20 February 2014, The Tablet

CofE bishops and other Churches back Nichols in welfare reform row

by By Liz Dodd and Abigail Frymann


The Archbishop of Canterbury, Justin Welby, has backed Cardinal-designate Vincent Nichols in his row with the Prime Minister over welfare cuts.

“I am entirely with him,” Archbishop Welby told The Tablet during a press conference at Lambeth Palace yesterday morning.

He added that the Church of England was well placed to judge the impact of welfare cuts because it connected with people on the ground through its priests and churches.

Yesterday the Daily Mirror published a letter from 27 Church of England bishops – almost half the total – as well as Methodist, United Reform Church and and Quaker leaders, denouncing the cuts and warning that they had created “a national crisis”.

The Deputy Prime Minister, Nick Clegg, responded almost immediately, telling a food bank volunteer who called in to the London-based radio station LBC 97.3FM that the Cardinal-designate’s comments were “an exaggeration”.

In addition, the Prime Minister David Cameron was accused of misquoting welfare statistics in an article he wrote for the Daily Telegraph yesterday refuting Cardinal-designate Nichols’ comments and claiming that the Government’s welfare reform was part of a “moral mission” that would give “new hope”.

But Paul Morrison, author of The lies we tell ourselves: ending comfortable myths about poverty, a 2013 report commissioned by the Baptist Union of Great Britain, the Church of Scotland, the Methodist Church and the United Reformed Church, criticised the Prime Minister for misunderstanding welfare statistics.
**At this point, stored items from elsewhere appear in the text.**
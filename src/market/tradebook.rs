//! Rolling trade tapes
//!
//! Two append-only tapes per symbol: the public market tape seeded from the
//! recent-trades snapshot, and the own-trades tape. The upstream may repost
//! a trade id; entries are kept as received, no dedupe.

use rust_decimal::Decimal;

use crate::market::Side;

/// One tape entry
#[derive(Debug, Clone, PartialEq)]
pub struct TradeEntry {
    pub tid: i64,
    pub side: Side,
    /// Trade time in seconds
    pub created_at: i64,
    pub price: Decimal,
    pub amount: Decimal,
    /// Resting sell order id, when the upstream reports it
    pub ask_id: Option<i64>,
    /// Resting buy order id, when the upstream reports it
    pub bid_id: Option<i64>,
}

/// Market tape plus own-trades tape for a single symbol
#[derive(Debug, Clone, Default)]
pub struct TradeBook {
    symbol: String,
    market: Vec<TradeEntry>,
    own: Vec<TradeEntry>,
}

impl TradeBook {
    pub fn new(symbol: impl Into<String>) -> Self {
        Self {
            symbol: symbol.into(),
            market: Vec::new(),
            own: Vec::new(),
        }
    }

    pub fn symbol(&self) -> &str {
        &self.symbol
    }

    pub fn add(&mut self, entry: TradeEntry) {
        self.market.push(entry);
    }

    /// Up to `n` most recent market trades, newest first.
    pub fn fetch(&self, n: usize) -> Vec<TradeEntry> {
        self.market.iter().rev().take(n).cloned().collect()
    }

    pub fn len(&self) -> usize {
        self.market.len()
    }

    pub fn is_empty(&self) -> bool {
        self.market.is_empty()
    }

    pub fn add_own(&mut self, entry: TradeEntry) {
        self.own.push(entry);
    }

    /// All own trades, newest first.
    pub fn own_trades(&self) -> Vec<TradeEntry> {
        self.own.iter().rev().cloned().collect()
    }
}

#[cfg(test)]
mod tests {
    use super::*;
    use std::str::FromStr;

    fn entry(tid: i64, side: Side, created_at: i64) -> TradeEntry {
        TradeEntry {
            tid,
            side,
            created_at,
            price: Decimal::from_str("10").unwrap(),
            amount: Decimal::from_str("0.5").unwrap(),
            ask_id: None,
            bid_id: None,
        }
    }

    #[test]
    fn fetch_returns_newest_first() {
        let mut book = TradeBook::new("btcusdt");
        book.add(entry(1, Side::Buy, 1000));
        book.add(entry(2, Side::Sell, 1001));
        book.add(entry(3, Side::Buy, 1002));

        let recent = book.fetch(2);
        assert_eq!(recent.len(), 2);
        assert_eq!(recent[0].tid, 3);
        assert_eq!(recent[1].tid, 2);
        assert!(recent[0].created_at >= recent[1].created_at);
    }

    #[test]
    fn fetch_is_bounded_by_tape_length() {
        let mut book = TradeBook::new("btcusdt");
        book.add(entry(1, Side::Buy, 1000));
        assert_eq!(book.fetch(10).len(), 1);
        assert!(TradeBook::new("empty").fetch(5).is_empty());
    }

    #[test]
    fn duplicate_trade_ids_are_kept() {
        let mut book = TradeBook::new("btcusdt");
        book.add(entry(7, Side::Buy, 1000));
        book.add(entry(7, Side::Buy, 1000));
        assert_eq!(book.len(), 2);
    }

    #[test]
    fn own_trades_are_a_separate_tape() {
        let mut book = TradeBook::new("btcusdt");
        book.add(entry(1, Side::Buy, 1000));
        book.add_own(TradeEntry {
            ask_id: Some(901),
            bid_id: Some(902),
            ..entry(2, Side::Sell, 1001)
        });

        assert_eq!(book.fetch(10).len(), 1);
        let own = book.own_trades();
        assert_eq!(own.len(), 1);
        assert_eq!(own[0].tid, 2);
        assert_eq!(own[0].ask_id, Some(901));
    }
}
Mr Morrison said that while the Prime Minister said almost a million and a half people spent the last decade out of work, all bar 1,000 of those were sick or carers. And of those people claiming "unlimited amounts of housing benefit", in 2010 only 0.01 per cent of households received more than £40,000 in housing benefit and more than half of housing benefit claims were for less than £4,000.

“The key question – why Churches and charities are seeing more people in abject destitution – remains unanswered,” Mr Morrison said.
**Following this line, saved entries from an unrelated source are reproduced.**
async fn run_dispatcher(
    client: Arc<Client>,
    ws_endpoint: String,
    markets: Vec<String>,
    bus: EventBus,
    ready: ReadyGate,
    shutdown: CancellationToken,
) {
    let mut socket = match websocket::connect_combined(&ws_endpoint, &markets).await {
        Ok(socket) => socket,
        Err(e) => {
            bus.publish(BusEvent::Error(e.to_string()));
            return;
        }
    };

    // Socket is open: issue every per-symbol snapshot request.
    let (tx, mut rx) = mpsc::channel::<SnapshotResult>(SNAPSHOT_CHANNEL_CAPACITY);
    for symbol in &markets {
        spawn_symbol_snapshots(&client, symbol, &tx);
    }

    let mut state = EngineState::new(&markets, bus.clone(), ready);

    loop {
        tokio::select! {
            _ = shutdown.cancelled() => {
                let _ = socket.close(None).await;
                tracing::info!("stream engine stopped");
                break;
            }
            Some(result) = rx.recv() => {
                state.on_snapshot(result);
            }
            frame = socket.next() => match frame {
                Some(Ok(Message::Text(text))) => {
                    match serde_json::from_str::<StreamFrame>(&text) {
                        Ok(frame) => {
                            if let Some(symbol) = state.on_frame(frame) {
                                spawn_depth_snapshot(&client, &symbol, &tx);
                            }
                        }
                        Err(e) => tracing::warn!(error = %e, "unparseable stream frame"),
                    }
                }
                Some(Ok(Message::Ping(payload))) => {
                    let _ = socket.send(Message::Pong(payload)).await;
                }
                Some(Ok(Message::Close(frame))) => {
                    tracing::warn!(frame = ?frame, "combined stream closed by upstream");
                    bus.publish(BusEvent::Error("combined stream closed".to_string()));
                    break;
                }
                Some(Ok(_)) => {}
                Some(Err(e)) => {
                    bus.publish(BusEvent::Error(e.to_string()));
                    break;
                }
                None => {
                    bus.publish(BusEvent::Error("combined stream ended".to_string()));
                    break;
                }
            }
        }
    }
}

/// Issues the depth, trades, and per-period kline snapshots for one symbol.
fn spawn_symbol_snapshots(client: &Arc<Client>, symbol: &str, tx: &mpsc::Sender<SnapshotResult>) {
    spawn_depth_snapshot(client, symbol, tx);

    {
        let client = client.clone();
        let tx = tx.clone();
        let symbol = symbol.to_string();
        tokio::spawn(async move {
            let outcome = client.recent_trades(&symbol, RECENT_TRADES_LIMIT).await;
            let _ = tx.send(SnapshotResult::Trades { symbol, outcome }).await;
        });
    }

    for period in kline::PERIODS {
        let client = client.clone();
        let tx = tx.clone();
        let symbol = symbol.to_string();
        tokio::spawn(async move {
            let outcome = match kline::interval_label(period) {
                Ok(label) => client.klines(&symbol, label).await,
                Err(e) => Err(e),
            };
            let _ = tx
                .send(SnapshotResult::Klines {
                    symbol,
                    period,
                    outcome,
                })
                .await;
        });
    }
}

/// Issues a depth snapshot request; also used to resynchronize after a gap.
fn spawn_depth_snapshot(client: &Arc<Client>, symbol: &str, tx: &mpsc::Sender<SnapshotResult>) {
    let client = client.clone();
    let tx = tx.clone();
    let symbol = symbol.to_string();
    tokio::spawn(async move {
        let outcome = client.depth(&symbol).await;
        let _ = tx.send(SnapshotResult::Depth { symbol, outcome }).await;
    });
}

/// Dispatcher-owned state: the stores plus the startup barrier.
struct EngineState {
    books: HashMap<String, OrderBook>,
    tapes: HashMap<String, TradeBook>,
    series: HashMap<String, KLineSeries>,
    depth_pending: usize,
    trade_pending: usize,
    kline_pending: usize,
    /// Symbols whose book committed its first snapshot
    depth_seeded: HashSet<String>,
    /// Symbols with a resynchronization snapshot in flight
    resyncing: HashSet<String>,
    bus: EventBus,
    ready: ReadyGate,
}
In his Telegraph article Mr Cameron wrote: “Our welfare reforms go beyond that alone: they are about giving new purpose, new opportunity, new hope – and yes, new responsibility to people who had previously been written off with no chance.

“Seeing these reforms through is at the heart of our long-term economic plan – and it is at the heart, too, of our social and moral mission in politics today.”

But in the interview the archbishop gave to Saturday's Telegraph, Cardinal-designate Nichols said the basic safety net that was there to guarantee that people would not be left in hunger or in destitution had been “torn apart”, often leaving people with nothing for days if they failed to fill a form in correctly.